The hydroboration of imines has become research hotspot in recent years, and the hydroboration that the catalyst of report is applied to imines is anti-
Should mainly include the catalyst system of major element: magnesium, calcium, sodium, rhenium, zinc etc. be (referring to Manna, K.; Ji, P.; Greene,
F. X.; Lin, W. J. Am. Chem. Soc.2016, 138, 7488−7491;Lin, Y-C.; Hatzakis, E.;
McCarthy, S. M.; Reichl, K. D.; Lai, T-Y.; Yennawar, H. P.; Radosevich, A. T.J. Am. Chem. Soc.2017, 139, 6,008 6016).But the catalyst system reported at present, catalyst are all opposite
Expensive or be difficult to prepare or the reaction time is longer and to react at high temperature, some catalyst system yields are very low.So opening
The catalyst system for sending out the hydroboration of efficient catalytic imines under temperate condition is of crucial importance.
Summary of the invention
Goal of the invention of the invention is to provide the application of 2,6-DIPA base lithium, i.e., with 2,6-DIPA
Base lithium is the application that effective catalyst is catalyzed imines and hydroboration occurs for borine.
To achieve the above object of the invention, the technical solution adopted by the present invention is that: 2,6-DIPA base lithium is being catalyzed
Application in aldehyde and borine hydroboration;The 2,6- diisopropyl benzene amido lithiumation formula are as follows: 2,6-iPr2PhNHLi。
Imines is catalyzed the invention also discloses 2,6-DIPA base lithium and the method for hydroboration occurs for borine,
The following steps are included: under atmosphere of inert gases, being added in the reaction flask by dehydration and deoxidation processing sub- under anhydrous and oxygen-free environment
Amine is added organic solvent, borine is then added, and is uniformly mixed, and adds catalyst 2,6-DIPA base lithium, reacts 1h
~2 h are exposed in air and terminate reaction, obtain product.

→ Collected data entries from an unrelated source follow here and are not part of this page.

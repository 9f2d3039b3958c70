//! Skincare guide domain.
//!
//! - [`profile::SkincareProfile`] — questionnaire answers
//! - [`analysis::SkinAnalysis`] — routine and recommendations for a profile

pub mod analysis;
pub mod profile;

pub use analysis::{ProductSuggestion, Recommendations, Routine, RoutineStep, SkinAnalysis};
pub use profile::{AgeRange, Budget, SkinConcern, SkinType, SkincareProfile};
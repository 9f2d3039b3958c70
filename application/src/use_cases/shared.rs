//! Shared pieces for the advisor use cases.

use std::sync::Arc;
use std::sync::atomic::{AtomicBool, Ordering};
use thiserror::Error;

/// Errors returned by the advisor use cases
#[derive(Error, Debug, Clone, PartialEq, Eq)]
pub enum AdvisorError {
    #[error("Select a skin type before analyzing")]
    MissingSkinType,

    #[error("Describe the occasion before asking for outfits")]
    MissingOccasion,

    #[error("An analysis is already running")]
    Busy,
}

/// Single-flight flag for an advisor
#[derive(Debug, Default, Clone)]
pub(crate) struct InFlight(Arc<AtomicBool>);

impl InFlight {
    /// Claim the flag, or `Busy` if it is already held
    pub(crate) fn acquire(&self) -> Result<InFlightGuard, AdvisorError> {
        self.0
            .compare_exchange(false, true, Ordering::AcqRel, Ordering::Acquire)
            .map_err(|_| AdvisorError::Busy)?;
        Ok(InFlightGuard(self.0.clone()))
    }

    pub(crate) fn is_active(&self) -> bool {
        self.0.load(Ordering::Acquire)
    }
}

/// Releases the flag on drop, including when the analysis future is dropped
pub(crate) struct InFlightGuard(Arc<AtomicBool>);

impl Drop for InFlightGuard {
    fn drop(&mut self) {
        self.0.store(false, Ordering::Release);
    }
}
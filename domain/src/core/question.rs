//! Question value object

use serde::{Deserialize, Serialize};

/// A question submitted to the health assistant (Value Object)
///
/// Always holds trimmed, non-empty text. Whitespace-only input never
/// becomes a `Question`, which is what lets the chat session treat blank
/// submissions as a no-op.
#[derive(Debug, Clone, PartialEq, Eq, Serialize, Deserialize)]
pub struct Question {
    content: String,
}

impl Question {
    /// Try to create a new question, returning None if blank
    pub fn try_new(content: impl AsRef<str>) -> Option<Self> {
        let trimmed = content.as_ref().trim();
        if trimmed.is_empty() {
            None
        } else {
            Some(Self {
                content: trimmed.to_string(),
            })
        }
    }

    /// Get the question content
    pub fn content(&self) -> &str {
        &self.content
    }

    /// Consume and return the inner content
    pub fn into_content(self) -> String {
        self.content
    }
}

impl std::fmt::Display for Question {
    fn fmt(&self, f: &mut std::fmt::Formatter<'_>) -> std::fmt::Result {
        write!(f, "{}", self.content)
    }
}

impl TryFrom<&str> for Question {
    type Error = crate::DomainError;

    fn try_from(s: &str) -> Result<Self, Self::Error> {
        Question::try_new(s).ok_or(crate::DomainError::EmptyMessage)
    }
}

#[cfg(test)]
mod tests {
    use super::*;

    #[test]
    fn test_question_is_trimmed() {
        let q = Question::try_new("  How to manage period pain?\n").unwrap();
        assert_eq!(q.content(), "How to manage period pain?");
    }

    #[test]
    fn test_try_new_empty() {
        assert!(Question::try_new("").is_none());
        assert!(Question::try_new("   ").is_none());
        assert!(Question::try_new("\t\n").is_none());
    }

    #[test]
    fn test_try_from_str() {
        let q: Question = "hygiene tips".try_into().unwrap();
        assert_eq!(q.to_string(), "hygiene tips");

        let err = Question::try_from(" ").unwrap_err();
        assert_eq!(err, crate::DomainError::EmptyMessage);
    }
}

The present invention further discloses a kind of preparation method of borate, comprising the following steps: under anhydrous and oxygen-free environment,
In atmosphere of inert gases, imines is added in the reaction flask by dehydration and deoxidation processing, organic solvent is added, boron is then added
Alkane is uniformly mixed, and adds catalyst 2,6-DIPA base lithium, reacts the h of 1h~2, is exposed in air and is terminated instead
It answers, obtains product.
In above-mentioned technical proposal, the imines is selected from aldimine;The general formula of the chemical structure of the imines is as follows:
Wherein R1Or R2For one of electron-withdrawing group or electron donating group, halogen, methyl, methoxyl group can be selected from;The boron
Alkane is selected from pinacol borine.
In above-mentioned technical proposal, the catalyst amount can be the 4%~5% of imines molal quantity, imines and pinacol borine
Molar ratio be 1: 1~1: 1.2.
In above-mentioned technical proposal, reaction temperature is room temperature, and the reaction time is 1~2 h.
In above-mentioned technical proposal, organic solvent is tetrahydrofuran.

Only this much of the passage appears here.